2. The people in this town are nuts. My friend Maria posted this on her blog yesterday. It's just a team people...CHILL OUT!

3. That I love Ryan Adams. I have about 6 of his CDs on my iPod and every single one of them I love. It is on my list of things to do this year...see Ryan in concert.

4. That's I'm really excited to go skiing this weekend. To spend time with Jenny and Wendy, in the mountains, to ski...so fun.

5. The fact that today will be slow and I appreciate that. Maybe I can get some work done finally.

6. That next weekend, I'll be at a retreat with my community. We may not be perfect, but at least we are trying to figure out and that it frustrates me that people aren't willing to accept it where we are at and their anger and contempt are clouding their view on what is happening to our community. That I'm really excited about the worship experience that we have created. That I'm even more excited for our April Retreat (person anonymous, perhaps you should join us).

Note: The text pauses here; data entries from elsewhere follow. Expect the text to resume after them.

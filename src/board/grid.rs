//! Rectangular grid of cells

use std::fmt;

use super::{Pos, Stone, DEFAULT_COLS, DEFAULT_ROWS};
use crate::error::GridError;

/// Fixed-size game grid, row-major.
///
/// Every coordinate in `[0, rows) x [0, cols)` always holds exactly one
/// `Stone` value; anything outside is rejected with `GridError::OutOfBounds`.
#[derive(Debug, Clone, PartialEq, Eq)]
pub struct Grid {
    rows: usize,
    cols: usize,
    cells: Vec<Stone>,
}

impl Grid {
    pub fn new(rows: usize, cols: usize) -> Result<Self, GridError> {
        if rows == 0 || cols == 0 {
            return Err(GridError::ZeroDimension { rows, cols });
        }
        Ok(Self::blank(rows, cols))
    }

    fn blank(rows: usize, cols: usize) -> Self {
        Self {
            rows,
            cols,
            cells: vec![Stone::Empty; rows * cols],
        }
    }

    /// `(rows, cols)`
    #[inline]
    pub fn dimensions(&self) -> (usize, usize) {
        (self.rows, self.cols)
    }

    #[inline]
    fn index(&self, pos: Pos) -> Result<usize, GridError> {
        if pos.row >= self.rows || pos.col >= self.cols {
            return Err(GridError::OutOfBounds {
                row: pos.row,
                col: pos.col,
                rows: self.rows,
                cols: self.cols,
            });
        }
        Ok(pos.row * self.cols + pos.col)
    }

    /// Get stone at position
    #[inline]
    pub fn get(&self, pos: Pos) -> Result<Stone, GridError> {
        self.index(pos).map(|idx| self.cells[idx])
    }

    /// Stone at `pos`, or None when off the grid. Used by line walks that
    /// stop at the edge.
    #[inline]
    pub fn stone_at(&self, pos: Pos) -> Option<Stone> {
        self.get(pos).ok()
    }

    /// Overwrite a cell. No occupancy check; callers enforce game rules.
    #[inline]
    pub fn set(&mut self, pos: Pos, stone: Stone) -> Result<(), GridError> {
        let idx = self.index(pos)?;
        self.cells[idx] = stone;
        Ok(())
    }

    /// Check if position is empty
    #[inline]
    pub fn is_empty(&self, pos: Pos) -> Result<bool, GridError> {
        self.get(pos).map(|stone| stone == Stone::Empty)
    }

    /// Clear every cell back to `Stone::Empty`
    pub fn reset(&mut self) {
        self.cells.fill(Stone::Empty);
    }

    /// Total stones on board
    pub fn stone_count(&self) -> usize {
        self.cells.iter().filter(|&&s| s != Stone::Empty).count()
    }

    pub fn is_full(&self) -> bool {
        self.cells.iter().all(|&s| s != Stone::Empty)
    }

    /// Cells of one row, left to right
    pub fn row(&self, row: usize) -> impl Iterator<Item = Stone> + '_ {
        let start = row.min(self.rows) * self.cols;
        let end = if row < self.rows { start + self.cols } else { start };
        self.cells[start..end].iter().copied()
    }

    /// Cells of one column, top to bottom
    pub fn col(&self, col: usize) -> impl Iterator<Item = Stone> + '_ {
        let len = if col < self.cols { self.rows } else { 0 };
        self.cells.iter().skip(col).step_by(self.cols).take(len).copied()
    }
}

impl Default for Grid {
    fn default() -> Self {
        Self::blank(DEFAULT_ROWS, DEFAULT_COLS)
    }
}

impl fmt::Display for Grid {
    fn fmt(&self, f: &mut fmt::Formatter<'_>) -> fmt::Result {
        for row in 0..self.rows {
            let line: String = self.row(row).map(Stone::symbol).collect();
            writeln!(f, "{line}")?;
        }
        Ok(())
    }
}
//! Win condition checking
//!
//! A move wins when any of four line checks succeeds for the stone just
//! placed. The checks are deliberately not symmetric:
//!
//! - Row and column: scan the whole line through the placed stone from one
//!   edge to the other and succeed as soon as a run reaches `WIN_LENGTH`.
//!   The run does not have to contain the placed stone.
//! - Diagonal and anti-diagonal: walk outward from the placed stone in both
//!   directions, counting matching neighbours only (the placed cell itself is
//!   excluded), and succeed when the neighbour count reaches `WIN_LENGTH - 1`.
//!
//! Both styles accept overlines: a run of six or more always contains a run
//! that reaches exactly `WIN_LENGTH`.

use tracing::instrument;

use crate::board::{Grid, Pos, Stone, WIN_LENGTH};

/// Diagonal axes as `(dr, dc)`; each is walked in both directions.
const DIAGONAL: (isize, isize) = (1, 1); // ↘
const ANTI_DIAGONAL: (isize, isize) = (1, -1); // ↙

/// Check whether placing `stone` at `pos` won the game.
#[instrument(level = "trace", skip(grid), ret)]
pub fn check_win(grid: &Grid, pos: Pos, stone: Stone) -> bool {
    if stone == Stone::Empty {
        return false;
    }

    check_row(grid, pos, stone)
        || check_col(grid, pos, stone)
        || check_diagonal(grid, pos, stone)
        || check_anti_diagonal(grid, pos, stone)
}

/// Full scan of the row containing `pos`.
pub fn check_row(grid: &Grid, pos: Pos, stone: Stone) -> bool {
    has_run(grid.row(pos.row), stone)
}

/// Full scan of the column containing `pos`.
pub fn check_col(grid: &Grid, pos: Pos, stone: Stone) -> bool {
    has_run(grid.col(pos.col), stone)
}

/// Neighbour count along the ↘ axis through `pos`.
pub fn check_diagonal(grid: &Grid, pos: Pos, stone: Stone) -> bool {
    neighbours_on_axis(grid, pos, DIAGONAL, stone) >= WIN_LENGTH - 1
}

/// Neighbour count along the ↙ axis through `pos`.
pub fn check_anti_diagonal(grid: &Grid, pos: Pos, stone: Stone) -> bool {
    neighbours_on_axis(grid, pos, ANTI_DIAGONAL, stone) >= WIN_LENGTH - 1
}

/// Running counter over a line, reset on any other cell.
fn has_run(line: impl Iterator<Item = Stone>, stone: Stone) -> bool {
    let mut count = 0;
    for cell in line {
        if cell == stone {
            count += 1;
            if count == WIN_LENGTH {
                return true;
            }
        } else {
            count = 0;
        }
    }
    false
}

/// Matching stones on both sides of `pos` along `(dr, dc)`, not counting
/// `pos` itself.
fn neighbours_on_axis(grid: &Grid, pos: Pos, (dr, dc): (isize, isize), stone: Stone) -> usize {
    count_direction(grid, pos, dr, dc, stone) + count_direction(grid, pos, -dr, -dc, stone)
}

/// Walk away from `pos` until the edge or the first non-matching cell.
fn count_direction(grid: &Grid, pos: Pos, dr: isize, dc: isize, stone: Stone) -> usize {
    (1..)
        .map_while(|dist| pos.offset(dr, dc, dist))
        .map_while(|p| grid.stone_at(p))
        .take_while(|&cell| cell == stone)
        .count()
}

Otherwise, it's beautiful outside, nice and sunny with snow stuck everywhere. I'm just grateful today, and that my friends is beautiful in its self.

by the way, it takes me 10 minutes to drive to work.

Thursday, January 19, 2006

I'll continue on the nerd streak...

So, my alarm goes off at 6:30 am every morning. I snooze for exactly 16 minutes (I hit the button twice). Approximately 1 minute after I turn off my clock, my alarm on my phone goes off to really make sure that I get up in the morning.

Once I am up, I brush my teeth and turn on the TV. I typically check three channels, VH1, MTV, and TBS. Why TBS? Because they show reruns of "Saved by the Bell" every morning. Then from 7:00 am till 7:50 am, I watch "Dawson's Creek". I secretly love both shows, and I typically can tell you what episode is on with Saved by the Bell within the first 1 minute of watching (this includes the weird years when they lived in Indiana, and then the school mysteriously moved to California and brought a majority of the cast with them). I know, I should be watching the news, but I don't care what you think, I like my rhythm.

Anyways, as I was reading through People Online today, I came across this article. Way to go Zach Morris!!

Wednesday, January 18, 2006

I'm fully willing to consider myself a nerd...

So, when I find a new celebrity crush, I take it to extremes. Case and point, my love/obsession with Zach Braff (ahh...did you see Scrubs last night? So beautiful).

Anyways, I'm slowly acquiring my second celebrity boyfriend...He's beautiful, funny, and so talented.

So, I created a myspace account and the beauty of that is that a majority of the characters from "The Office" have accounts there. And you can ask them to be your "friend". So slowly, I'm entering their world, and maybe one day I can meet him.


*sigh, I need to get a life.

A Dark Day Upon Us...

Everyone stop what you are doing.

Grab your calendar.

Go to February 10th and block off 2 hours that evening.

Want to know why? Because, based upon this article, this show will be airing its last 4 episodes...EVER!

Please give this show the going out party it deserves....

Tuesday, January 17, 2006

some times, it just happens

Saturday night was crazy. A good crazy, but crazy none the less. The stories I could share simply involve me, Maria, Sheralee, Vivie, and Jim at Mynt.

These stories involve dancing, a British man, screaming out the window of Jim's car, and a scarf. It also involves an email to Brian (which wasn't sent...thank you Jim and Vivie for talking some sense into me) and a text to Kairi (that I don't remember typing).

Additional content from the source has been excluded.